GingerIsBest · 07/09/2023 16:49

His contact time is for him to manage - do you have a court order now? If not, make the kids available, let him try and persuade them, but make it clear you won't force, and let him take you to court. I'm not saying that you'll win at all, but by putting the onus on him to make the effort, you discover if he is actually prepared to make the effort.

This is good advice too - so whether you do my EOW suggestion or stop completely, @ICanSeeMyHouseFromHere is right that he will need to do the work to make it happen.

x2boys · 07/09/2023 16:51

nursei · 07/09/2023 16:24

I'll move out the country first before putting them through that!

You only split a month ago and you say you would leave the country that's extreme!

maddening · 07/09/2023 16:51

I would suggest every other weekend if I were you - and a court would support that imo if he took it that far.
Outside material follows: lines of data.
//! Cluster Replication Thread
//!
//! Drives synchronous replication from the cluster leader to every other
//! cluster member. Replication only runs while the local node is the
//! leader and its initial sync is done; role switches reported by the
//! election layer open or close the permission gate.

use crate::domain::ports::{ClientFactory, ReplicationClient, StorageEngine};
use crate::domain::value_objects::{NodeUid, ServerId};
use crate::replication::behavior::{
    ClusterThreadParam, PermissionGate, RaftRole, SharedSyncState, SynchronizationList,
};
use crate::replication::config::{ClusterConfig, NodeConfig, ReplThreadConfig};
use crate::replication::queue::UpdatesQueue;
use crate::replication::stats::ReplicationStatsCollector;
use crate::replication::thread::ReplThread;
use parking_lot::Mutex;
use std::collections::HashSet;
use std::sync::Arc;
use std::thread::JoinHandle;

/// Majority of a cluster of `n` nodes.
pub fn consensus_for(n: usize) -> usize {
    n / 2 + 1
}

/// Owner of the cluster replication thread.
pub struct ClusterReplThread {
    server_id: ServerId,
    thread: Arc<ReplThread<ClusterThreadParam>>,
    gate: PermissionGate,
    sync_state: SharedSyncState,
    handle: Mutex<Option<JoinHandle<()>>>,
}

impl ClusterReplThread {
    #[allow(clippy::too_many_arguments)]
    pub fn new(
        server_id: ServerId,
        config: ReplThreadConfig,
        namespaces: Arc<HashSet<String>>,
        storage: Arc<dyn StorageEngine>,
        queue: Arc<UpdatesQueue>,
        sync_state: SharedSyncState,
        sync_list: SynchronizationList,
        request_elections: Arc<dyn Fn() + Send + Sync>,
        stats: ReplicationStatsCollector,
    ) -> Self {
        let gate = PermissionGate::new(false);
        let policy = ClusterThreadParam::new(
            namespaces,
            gate.clone(),
            sync_state.clone(),
            sync_list,
            request_elections,
        );
        let thread = Arc::new(ReplThread::new(
            server_id,
            config,
            storage,
            queue,
            Arc::new(policy),
            stats,
        ));
        Self {
            server_id,
            thread,
            gate,
            sync_state,
            handle: Mutex::new(None),
        }
    }

    pub fn is_running(&self) -> bool {
        self.handle.lock().is_some()
    }

    /// Start replicating to `nodes` in a cluster of `total_nodes` members.
    ///
    /// The leader's own write is the first approval of every record, so
    /// followers have to provide the rest of the majority.
    pub fn run(
        &self,
        nodes: Vec<(NodeConfig, Arc<dyn ReplicationClient>)>,
        total_nodes: usize,
    ) -> anyhow::Result<()> {
        let mut handle = self.handle.lock();
        if handle.is_some() {
            anyhow::bail!("cluster replication thread is already running");
        }
        let consensus = consensus_for(total_nodes).saturating_sub(1);
        let required = total_nodes.saturating_sub(1);
        *handle = Some(self.thread.clone().spawn(nodes, consensus, required)?);
        // A role switch may have happened before the thread was started
        self.on_role_switch();
        Ok(())
    }

    /// Start replicating to the followers of `config`.
    pub fn run_with_config(
        &self,
        config: &ClusterConfig,
        factory: &dyn ClientFactory,
    ) -> anyhow::Result<()> {
        config.validate()?;
        let client_config = config.thread.client_config();
        let nodes = config
            .nodes
            .iter()
            .enumerate()
            .map(|(uid, node)| {
                let client = factory.new_client(&node.dsn, &client_config);
                (NodeConfig::new(uid as NodeUid, node.server_id, node.dsn.clone()), client)
            })
            .collect();
        self.run(nodes, config.total_nodes())
    }

    /// Re-evaluate the shared role after the election layer changed it.
    pub fn on_role_switch(&self) {
        if self.thread.is_terminated() {
            return;
        }
        let role = self.sync_state.current_role();
        tracing::info!("[sync] {}: role switched to {:?}", self.server_id, role);
        self.thread.set_nodes_require_resync();
        if role == RaftRole::Leader {
            if !self.gate.is_open() && self.sync_state.is_initial_sync_done() {
                self.gate.open();
            }
        } else {
            if self.gate.is_open() {
                self.gate.close();
            }
            self.thread.disconnect_nodes();
        }
    }

    pub fn send_terminate(&self) {
        self.thread.set_terminate(true);
    }

    /// Join the thread after [`send_terminate`](Self::send_terminate) and
    /// make it ready to run again.
    pub fn await_termination(&self) {
        if let Some(handle) = self.handle.lock().take() {
            if handle.join().is_err() {
                tracing::error!("[sync] {}: replication thread panicked", self.server_id);
            }
        }
        self.thread.set_terminate(false);
    }
}

impl Drop for ClusterReplThread {
    fn drop(&mut self) {
        if self.is_running() {
            self.send_terminate();
            self.await_termination();
        }
    }
}

#[cfg(test)]
mod tests {
    use super::*;
    use crate::adapters::outbound::{InMemoryClient, InMemoryStorage};
    use crate::domain::entities::{ClusterizationStatus, NamespaceDef};
    use std::sync::atomic::{AtomicUsize, Ordering};
    use std::time::Duration;

    #[test]
    fn test_consensus_for() {
        assert_eq!(consensus_for(1), 1);
        assert_eq!(consensus_for(2), 2);
        assert_eq!(consensus_for(3), 2);
        assert_eq!(consensus_for(5), 3);
    }

    fn cluster(
        sync_state: SharedSyncState,
        elections: Arc<AtomicUsize>,
    ) -> (Arc<InMemoryStorage>, ClusterReplThread) {
        let queue = Arc::new(UpdatesQueue::new(1000));
        let leader = Arc::new(InMemoryStorage::new(ServerId(1)));
        leader.attach_queue(queue.clone());
        let thread = ClusterReplThread::new(
            ServerId(1),
            ReplThreadConfig::default()
                .retry_sync_interval(Duration::from_millis(50))
                .backoff_step(Duration::from_millis(10))
                .role_switch(Duration::from_millis(10), 50),
            Arc::new(HashSet::new()),
            leader.clone(),
            queue,
            sync_state,
            SynchronizationList::new(),
            Arc::new(move || {
                elections.fetch_add(1, Ordering::SeqCst);
            }),
            ReplicationStatsCollector::new("sync"),
        );
        (leader, thread)
    }

    fn follower(server_id: i32) -> Arc<InMemoryClient> {
        let storage = Arc::new(InMemoryStorage::new(ServerId(server_id)));
        storage.set_db_cluster_status(ClusterizationStatus::cluster_replica(ServerId(1)));
        Arc::new(InMemoryClient::new(storage))
    }

    async fn eventually(mut check: impl FnMut() -> bool) {
        for _ in 0..300 {
            if check() {
                return;
            }
            tokio::time::sleep(Duration::from_millis(10)).await;
        }
        panic!("condition was not reached in time");
    }

    #[tokio::test]
    async fn test_replicates_only_as_leader() {
        let sync_state = SharedSyncState::new();
        let (leader, thread) = cluster(sync_state.clone(), Arc::new(AtomicUsize::new(0)));
        leader.create_namespace(NamespaceDef::new("items")).unwrap();
        leader.upsert_item("items", r#"{"id":1}"#).unwrap();
        let node = follower(2);
        let storage = node.storage().clone();

        let cfg = NodeConfig::new(0, ServerId(2), "mem://b");
        thread
            .run(vec![(cfg, node.clone() as Arc<dyn ReplicationClient>)], 2)
            .unwrap();
        assert!(thread.is_running());
        tokio::time::sleep(Duration::from_millis(50)).await;
        assert!(!storage.has_namespace("items"));

        sync_state.set_initial_sync_done(true);
        sync_state.set_role(RaftRole::Leader);
        thread.on_role_switch();
        eventually(|| storage.items("items").map(|i| i.len() == 1).unwrap_or(false)).await;

        sync_state.set_role(RaftRole::Follower);
        thread.on_role_switch();
        leader.upsert_item("items", r#"{"id":2}"#).unwrap();
        tokio::time::sleep(Duration::from_millis(100)).await;
        assert_eq!(storage.items("items").unwrap().len(), 1);

        tokio::task::spawn_blocking(move || {
            thread.send_terminate();
            thread.await_termination();
            assert!(!thread.is_running());
        })
        .await
        .unwrap();
    }
}
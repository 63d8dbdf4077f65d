//! Value Objects - Immutable replication primitives
//!
//! Value objects are identified by their value rather than identity.
//! They are `Copy` and can be freely shared between tasks.

use serde::{Deserialize, Serialize};
use std::fmt;

/// Identifier of a database server taking part in replication.
#[derive(Debug, Clone, Copy, Default, PartialEq, Eq, Hash, PartialOrd, Ord, Serialize, Deserialize)]
pub struct ServerId(pub i32);

impl fmt::Display for ServerId {
    fn fmt(&self, f: &mut fmt::Formatter<'_>) -> fmt::Result {
        write!(f, "{}", self.0)
    }
}

/// Index of a follower node inside the replication config.
pub type NodeUid = u32;

/// Log sequence number.
///
/// Stamps a write with the server that originated it and a per-namespace
/// monotonic counter. A zero counter means "no write yet".
#[derive(Debug, Clone, Copy, Default, PartialEq, Eq, Hash, Serialize, Deserialize)]
pub struct Lsn {
    pub server: ServerId,
    pub counter: i64,
}

impl Lsn {
    pub const fn new(server: ServerId, counter: i64) -> Self {
        Self { server, counter }
    }

    pub fn is_empty(&self) -> bool {
        self.counter == 0
    }

    /// Same counter, stamped by another server.
    pub fn with_server(self, server: ServerId) -> Self {
        Self { server, ..self }
    }
}

impl fmt::Display for Lsn {
    fn fmt(&self, f: &mut fmt::Formatter<'_>) -> fmt::Result {
        write!(f, "{}:{}", self.server, self.counter)
    }
}

/// Replication watermark: namespace version plus the LSN inside it.
///
/// Two values are only comparable when their namespace versions match.
#[derive(Debug, Clone, Copy, Default, PartialEq, Eq, Hash, Serialize, Deserialize)]
pub struct ExtendedLsn {
    pub ns_version: Lsn,
    pub lsn: Lsn,
}

impl ExtendedLsn {
    pub const fn new(ns_version: Lsn, lsn: Lsn) -> Self {
        Self { ns_version, lsn }
    }

    pub fn is_empty(&self) -> bool {
        self.ns_version.is_empty() && self.lsn.is_empty()
    }

    pub fn is_compatible_by_ns_version(&self, other: &ExtendedLsn) -> bool {
        self.ns_version == other.ns_version
    }

    pub fn has_newer_counter_than(&self, other: &ExtendedLsn) -> bool {
        self.lsn.counter > other.lsn.counter
    }
}

impl fmt::Display for ExtendedLsn {
    fn fmt(&self, f: &mut fmt::Formatter<'_>) -> fmt::Result {
        write!(f, "{{ ns_version: {}, lsn: {} }}", self.ns_version, self.lsn)
    }
}

#[cfg(test)]
mod tests {
    use super::*;

    #[test]
    fn test_empty_lsn() {
        assert!(Lsn::default().is_empty());
        assert!(!Lsn::new(ServerId(1), 3).is_empty());
        assert!(ExtendedLsn::default().is_empty());
    }

    #[test]
    fn test_extended_lsn_with_version_only_is_not_empty() {
        let ext = ExtendedLsn::new(Lsn::new(ServerId(1), 2), Lsn::default());
        assert!(!ext.is_empty());
    }

    #[test]
    fn test_compatibility_by_version() {
        let a = ExtendedLsn::new(Lsn::new(ServerId(1), 3), Lsn::new(ServerId(1), 10));
        let b = ExtendedLsn::new(Lsn::new(ServerId(1), 3), Lsn::new(ServerId(1), 15));
        let c = ExtendedLsn::new(Lsn::new(ServerId(1), 4), Lsn::new(ServerId(1), 15));
        assert!(a.is_compatible_by_ns_version(&b));
        assert!(!a.is_compatible_by_ns_version(&c));
        assert!(b.has_newer_counter_than(&a));
        assert!(!a.has_newer_counter_than(&b));
        assert!(!b.has_newer_counter_than(&c));
    }

    #[test]
    fn test_with_server() {
        let lsn = Lsn::new(ServerId(1), 42).with_server(ServerId(7));
        assert_eq!(lsn.server, ServerId(7));
        assert_eq!(lsn.counter, 42);
        assert_eq!(lsn.to_string(), "7:42");
    }
}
Primproperpenny · 07/09/2023 16:54

What a total waste of 2/7 of those girls’ lives! He clearly can’t be arsed and gran clearly isn’t able to do lots with them. Those poor children must know they’re just being tolerated by gran and their DF couldn’t care less. Horrendous.

Keep them with you, OP. He sounds like he won’t do much about it anyway. Or you could run off to Cyprus, as per the BBC news article earlier in the week!

HermioneWeasley · 07/09/2023 16:54

Echo the others saying offer EOW and an overnight or two during the week. If he doesn’t want weekday contact that’s on him. Courts very unlikely to award every weekend so no point him going for that

LittleOwl153 · 07/09/2023 16:54

I would respond to the threat of court that he can have every other weekend Friday from School to Monday morning school drop. I would also offer him Wednesday from school to return to you at 8pm. However I would state that you have first refusal if he needs to leave them with any form of childcare - including his mother.

Tbh if ex-mil is disabled and struggles with them then SHE will likely jump at this as she gets them for tea once a week without all the weekend responsibility.

No court will give him every weekend unless you work all weekend and request this. Extended the weekend means you are offering 3 nights as opposed to the current 4 in a fortnight but the weekend tea makes up for this is usable time. The first refusal is also common.

MsMarch · 07/09/2023 16:55

was he controlling and emotionally abusive? Because I'm interested in the fact that one month after separating, he seems to get the contact time he wants, without much care for what you/the DC want.

Controlling and abusive men often use the process of splitting up, and arranging childcare arrangements, as another way to control and manipulate their exPs. So you should try to stop that now. You cannot change what he does - you wouldn't be breaking up if he was the sort to adapt to your requests/preferences - so you can only change how you react. In this case, bt not agreeing with his unreasonable requests to have the DDs every weekend, all weekend.